[Stored data entries]
■ ■ ■ ■ ■

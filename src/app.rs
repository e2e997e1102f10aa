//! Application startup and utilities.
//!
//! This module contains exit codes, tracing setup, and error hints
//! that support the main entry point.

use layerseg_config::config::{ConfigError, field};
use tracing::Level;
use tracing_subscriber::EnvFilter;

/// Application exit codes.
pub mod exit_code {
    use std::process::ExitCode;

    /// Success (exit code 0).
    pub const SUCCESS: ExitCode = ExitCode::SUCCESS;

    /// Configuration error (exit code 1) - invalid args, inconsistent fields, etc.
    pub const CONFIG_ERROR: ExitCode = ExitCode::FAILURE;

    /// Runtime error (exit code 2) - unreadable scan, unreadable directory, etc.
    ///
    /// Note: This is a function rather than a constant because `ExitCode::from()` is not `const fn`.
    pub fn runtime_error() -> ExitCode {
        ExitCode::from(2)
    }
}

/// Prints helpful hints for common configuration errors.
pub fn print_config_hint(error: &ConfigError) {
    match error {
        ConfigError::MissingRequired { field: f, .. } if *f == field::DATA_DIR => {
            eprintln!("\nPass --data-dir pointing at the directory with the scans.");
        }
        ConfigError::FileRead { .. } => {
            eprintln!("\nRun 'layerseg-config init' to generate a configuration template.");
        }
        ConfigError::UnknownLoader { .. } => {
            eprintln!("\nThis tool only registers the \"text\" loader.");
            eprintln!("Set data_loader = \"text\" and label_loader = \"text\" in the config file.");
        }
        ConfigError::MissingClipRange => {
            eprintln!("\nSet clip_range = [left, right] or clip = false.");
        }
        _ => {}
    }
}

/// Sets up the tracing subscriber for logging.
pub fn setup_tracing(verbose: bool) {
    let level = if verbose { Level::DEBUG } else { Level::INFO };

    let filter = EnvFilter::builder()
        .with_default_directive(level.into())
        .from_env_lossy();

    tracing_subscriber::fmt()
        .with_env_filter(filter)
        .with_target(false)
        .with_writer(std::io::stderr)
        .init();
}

■ ■ ■ ■ ■

Exactly the lines from the start of the entries through the one bearing "pub const SUCCESS: ExitCode" are to be output, with both ends included.

filename src/app.rs
repository e2e997e1102f10aa
//! Application startup and utilities.
//!
//! This module contains exit codes, tracing setup, and error hints
//! that support the main entry point.

use layerseg_config::config::{ConfigError, field};
use tracing::Level;
use tracing_subscriber::EnvFilter;

/// Application exit codes.
pub mod exit_code {
    use std::process::ExitCode;

    /// Success (exit code 0).
    pub const SUCCESS: ExitCode = ExitCode::SUCCESS;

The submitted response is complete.